Hyaluronic Acid in Periodontal Regeneration and Implant Dentistry-A Review
Correspondence Address :
Deepika Ajit Masurkar,
Sharad Pawar Dental College, Sawangi, Wardha, Maharashtra, India.
E-mail: dipika.masurkar@gmail.com
The glycosaminoglycan Hyaluronic Acid (HA) is present in the connective tissue of vertebrates. In the extracellular matrix of soft periodontal tissues, it is the most prevalent glycosaminoglycan with a higher molecular weight. In medical fields such as orthopaedics, dermatology, and ophthalmology, the use of HA in the treatment of inflammatory processes is well established. The extracellular matrix of various tissues, including connective tissue, synovial fluid, and other tissues, contains HA, a naturally occurring linear polysaccharide. Its efficacy in the treatment of inflammatory conditions has been proven. It has anti-inflammatory and antibacterial effects in the treatment of gingivitis and periodontitis in dentistry. It could be used as an adjunct to mechanical therapy in the treatment of periodontitis because of its tissue healing properties. Use of HA for implant surface modification has also been extensively studied. HA has proven to be effective in peri-implantitis. The purpose of this review paper is to explain HA’s involvement in periodontal therapy.
Anti-inflammatory, Connective tissue, Hyaluronate, Peri-implantitis, Periodontal wound healing
Hyaluronate also identified as hyaluronan or “HA”, is a non sulphated, higher molecular mass linear polysaccharide present in connective tissue, synovial fluid, the extracellular matrix and other tissues. It has a variety of biological and physical functions, including extracellular, cellular, growth factor interactions, osmotic pressure regulation, and lubrication of tissue (1). All of these roles contribute to the tissue’s structural and homeostatic integrity. On periodontal tissues invaded by submicrobial flora, HA have antioedematous and anti-inflammatory properties (1).
Structure
The HA is a non sulphated glycosaminoglycan having naturally occurring 4,000-20,000,000 daltons molecular weight. The HA structure is made up of alternating 1-3 and 1-4 bonds connecting “polyanionic disaccharide units of glucouronic acid and N-acetyl glucosamine” (Table/Fig 1) (2). It is a straight chain of polysaccharide found in synovial fluid, connective tissue, embryonic mesenchyma, skin, vitreous humour and a variety of other body organs and tissues. HA can be synthesised by almost all cells in the body, and the process occurs in cell membrane (1).
History
Vedamurthy M mentioned in the study that Scientists John Palmer discovered HA in 1934 at Columbia University in New York, from the glassy jelly from eyes of cows, they isolated a chemical substance (3). The initials HA were chosen because they were derived from the Greek word “hyalos,” which means “glass.” Preliminary clinical trials have been carried out in the field of dentistry by Vangelisti R et al., (4).

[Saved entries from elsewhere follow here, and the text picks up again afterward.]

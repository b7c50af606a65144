//! Optional per-match detail pass: for every fixture of a saved task, the match's analysis page
//! gives kickoff date and time, club names, league name and head-to-head team codes, and the
//! schedule endpoint gives the current score.

use std::collections::HashSet;
use std::time::Duration;

use anyhow::Result;
use chrono::Utc;
use once_cell::sync::Lazy;
use regex::Regex;
use serde::Serialize;
use tracing::{debug, info, warn};

use crate::config::CrawlConfig;
use crate::error::CrawlError;
use crate::fetch::{SourceFetcher, Transport};
use crate::model::clean_team_name;
use crate::store::StandingsStore;

pub const ANALYSIS_BASE_URL: &str = "https://zq.titan007.com/analysis/";
pub const SCHEDULE_INFO_URL: &str = "https://zq.titan007.com/default/getScheduleInfo";
pub const UNKNOWN_LEAGUE: &str = "unknown";
const DEFAULT_SCORE: &str = "0";

static KICKOFF: Lazy<Regex> =
    Lazy::new(|| Regex::new(r"var strTime = '(.*?)';").expect("kickoff pattern is valid"));
static H2H_HOME: Lazy<Regex> =
    Lazy::new(|| Regex::new(r"var h2h_home = (.*?);").expect("h2h home pattern is valid"));
static H2H_AWAY: Lazy<Regex> =
    Lazy::new(|| Regex::new(r"var h2h_away = (.*?);").expect("h2h away pattern is valid"));
static HOME_NAME: Lazy<Vec<Regex>> = Lazy::new(|| side_patterns("home"));
static AWAY_NAME: Lazy<Vec<Regex>> = Lazy::new(|| side_patterns("guest"));
static LEAGUE_NAME: Lazy<Vec<Regex>> = Lazy::new(|| {
    [
        r#"class='LName'>([^<]+)</a>"#,
        r#"class="LName"[^>]*>([^<]+)</a>"#,
        r#"<a[^>]*class="LName"[^>]*>([^<]+)</a>"#,
    ]
    .iter()
    .map(|p| Regex::new(p).expect("league name pattern is valid"))
    .collect()
});

/// Club name markup, most specific layout first.
fn side_patterns(class: &str) -> Vec<Regex> {
    [
        format!(r#"(?s)<div[^>]*class="{class}"[^>]*>.*?<a[^>]*>([^<]+)</a>"#),
        format!(r#"(?s)class="{class}"[^>]*>.*?<a[^>]*>([^<]+)</a>"#),
        format!(r#"(?s)<td[^>]*class="[^"]*{class}[^"]*"[^>]*>.*?<a[^>]*>([^<]+)</a>"#),
    ]
    .iter()
    .map(|p| Regex::new(p).expect("club name pattern is valid"))
    .collect()
}

#[derive(Debug, Clone, PartialEq, Eq, Serialize)]
pub struct MatchDetail {
    pub match_id: i64,
    pub league_name: String,
    pub game_date: String,
    pub game_time: String,
    pub home_name: String,
    pub away_name: String,
    pub home_code: String,
    pub away_code: String,
    pub home_score: String,
    pub away_score: String,
}

#[derive(Debug, Clone, PartialEq, Eq)]
pub struct DetailEndpoints {
    /// Prefix of `<match_id>cn.htm` analysis pages.
    pub analysis_base: String,
    pub schedule_info_url: String,
}

impl Default for DetailEndpoints {
    fn default() -> Self {
        Self {
            analysis_base: ANALYSIS_BASE_URL.to_string(),
            schedule_info_url: SCHEDULE_INFO_URL.to_string(),
        }
    }
}

impl DetailEndpoints {
    pub fn analysis_url(&self, match_id: i64) -> String {
        format!("{}{match_id}cn.htm", self.analysis_base)
    }
}

#[derive(Debug, Clone, PartialEq)]
pub struct DetailSettings {
    pub endpoints: DetailEndpoints,
    /// Pause after every match that was actually requested.
    pub delay: Duration,
}

impl DetailSettings {
    pub fn from_config(cfg: &CrawlConfig) -> Self {
        Self {
            endpoints: DetailEndpoints::default(),
            delay: Duration::from_secs_f64(cfg.match_detail_delay_secs),
        }
    }
}

#[derive(Debug, Clone, Copy, Default, PartialEq, Eq)]
pub struct DetailSummary {
    pub saved: usize,
    pub already_stored: usize,
    pub failed: usize,
}

impl DetailSummary {
    pub fn absorb(&mut self, other: DetailSummary) {
        self.saved += other.saved;
        self.already_stored += other.already_stored;
        self.failed += other.failed;
    }
}

fn first_capture(patterns: &[Regex], html: &str) -> Option<String> {
    patterns
        .iter()
        .find_map(|re| re.captures(html))
        .map(|caps| caps[1].trim().to_string())
}

fn capture_or_empty(re: &Regex, html: &str) -> String {
    re.captures(html)
        .map(|caps| caps[1].trim().to_string())
        .unwrap_or_default()
}

/// Kickoff and both club names are required; a missing league name becomes [`UNKNOWN_LEAGUE`]
/// and missing head-to-head codes stay empty. The score starts at `0`-`0`.
pub fn parse_analysis_page(html: &str, match_id: i64) -> Result<MatchDetail, CrawlError> {
    let missing = |field| CrawlError::DetailParse { match_id, field };

    let kickoff = KICKOFF.captures(html).ok_or_else(|| missing("kickoff"))?;
    let mut parts = kickoff[1].split_whitespace();
    let game_date = parts.next().ok_or_else(|| missing("kickoff"))?.to_string();
    let game_time = parts.next().unwrap_or_default().to_string();

    let home_name = first_capture(&HOME_NAME, html).ok_or_else(|| missing("home team"))?;
    let away_name = first_capture(&AWAY_NAME, html).ok_or_else(|| missing("away team"))?;

    let league_name = first_capture(&LEAGUE_NAME, html)
        .and_then(|name| name.split_whitespace().next().map(str::to_string))
        .unwrap_or_else(|| {
            warn!(match_id, "league name not found on analysis page");
            UNKNOWN_LEAGUE.to_string()
        });

    Ok(MatchDetail {
        match_id,
        league_name,
        game_date,
        game_time,
        home_name: clean_team_name(&home_name),
        away_name: clean_team_name(&away_name),
        home_code: capture_or_empty(&H2H_HOME, html),
        away_code: capture_or_empty(&H2H_AWAY, html),
        home_score: DEFAULT_SCORE.to_string(),
        away_score: DEFAULT_SCORE.to_string(),
    })
}

/// `var x=<id>,<home>,<away>,...;` → `(home, away)`.
pub fn parse_schedule_score(body: &str) -> Option<(String, String)> {
    let values = body.split('=').nth(1)?.split(';').next()?;
    let fields: Vec<&str> = values.split(',').collect();
    if fields.len() < 3 {
        return None;
    }
    Some((fields[1].trim().to_string(), fields[2].trim().to_string()))
}

/// Analysis page, then the score. A failed score lookup keeps the `0`-`0` default.
pub fn fetch_match_detail<T: Transport>(
    fetcher: &SourceFetcher<T>,
    endpoints: &DetailEndpoints,
    match_id: i64,
) -> Result<MatchDetail, CrawlError> {
    let html = fetcher.fetch_page(&endpoints.analysis_url(match_id))?;
    let mut detail = parse_analysis_page(&html, match_id)?;

    let sid = match_id.to_string();
    let stamp = Utc::now().timestamp_millis().to_string();
    let query = [("sid", sid.as_str()), ("t", stamp.as_str())];
    match fetcher.fetch_text(&endpoints.schedule_info_url, &query) {
        Ok(body) => match parse_schedule_score(&body) {
            Some((home, away)) => {
                detail.home_score = home;
                detail.away_score = away;
            }
            None => debug!(match_id, "schedule info carried no score"),
        },
        Err(err) => warn!(match_id, "score lookup failed: {err}"),
    }
    Ok(detail)
}

/// Fetches and stores details for every id not stored yet. Fetch failures are counted and
/// skipped; store failures abort the pass.
pub fn crawl_match_details<T: Transport>(
    fetcher: &SourceFetcher<T>,
    settings: &DetailSettings,
    store: &mut dyn StandingsStore,
    match_ids: &[i64],
) -> Result<DetailSummary> {
    let mut summary = DetailSummary::default();
    let mut seen = HashSet::new();

    for &match_id in match_ids {
        if !seen.insert(match_id) {
            continue;
        }
        if store.has_match_detail(match_id)? {
            debug!(match_id, "match detail already stored");
            summary.already_stored += 1;
            continue;
        }

        match fetch_match_detail(fetcher, &settings.endpoints, match_id) {
            Ok(detail) => {
                if store.save_match_detail(&detail)? {
                    summary.saved += 1;
                } else {
                    summary.already_stored += 1;
                }
            }
            Err(err) => {
                warn!(match_id, kind = err.kind(), "match detail failed: {err}");
                summary.failed += 1;
            }
        }

        if !settings.delay.is_zero() {
            fetcher.pause(settings.delay);
        }
    }

    info!(
        saved = summary.saved,
        already_stored = summary.already_stored,
        failed = summary.failed,
        "match detail pass finished"
    );
    Ok(summary)
}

Peri-implantitis is initiated primarily by bacteria similarly as periodontitis, and HA has been proven to have antioedematous, anti-inflammatory, and antibacterial properties. The balance between Reactive Oxygen Species (ROS) and antioxidants has been discovered to be the most important requirement for healthy periodontal tissue which is provided by HA.
REVIEW
Mechanism of Action
Most cells in the body can synthesise HA, which is a major polysaccharide component of connective tissue’s extracellular matrix (5). It helps with tissue hydrodynamics, cell migration, and proliferation, as well as improving the tissue’s healing properties (6). HA helps in chemotaxis, proliferation, and effective differentiation of mesenchymal cells speed up regeneration of bone (7).
Source, Body Reservoir and Uptake of Hyaluronic Acid (HA)
The quantity of HA in human skin is estimated to be 5 grams. HA can be found in majority of periodontal tissues like gingiva and Periodontal Ligament (PDL). Hyaluronan Synthase (HAS) enzymes (HAS1, HAS2, and HAS3) synthesise high molecular weight Hyaluronan (HY) in gingiva and PDL, cementoblasts in cementum, and osteoblasts in alveolar bone, as well as in smaller amounts in mineralised tissues like alveolar bone and cementum (8).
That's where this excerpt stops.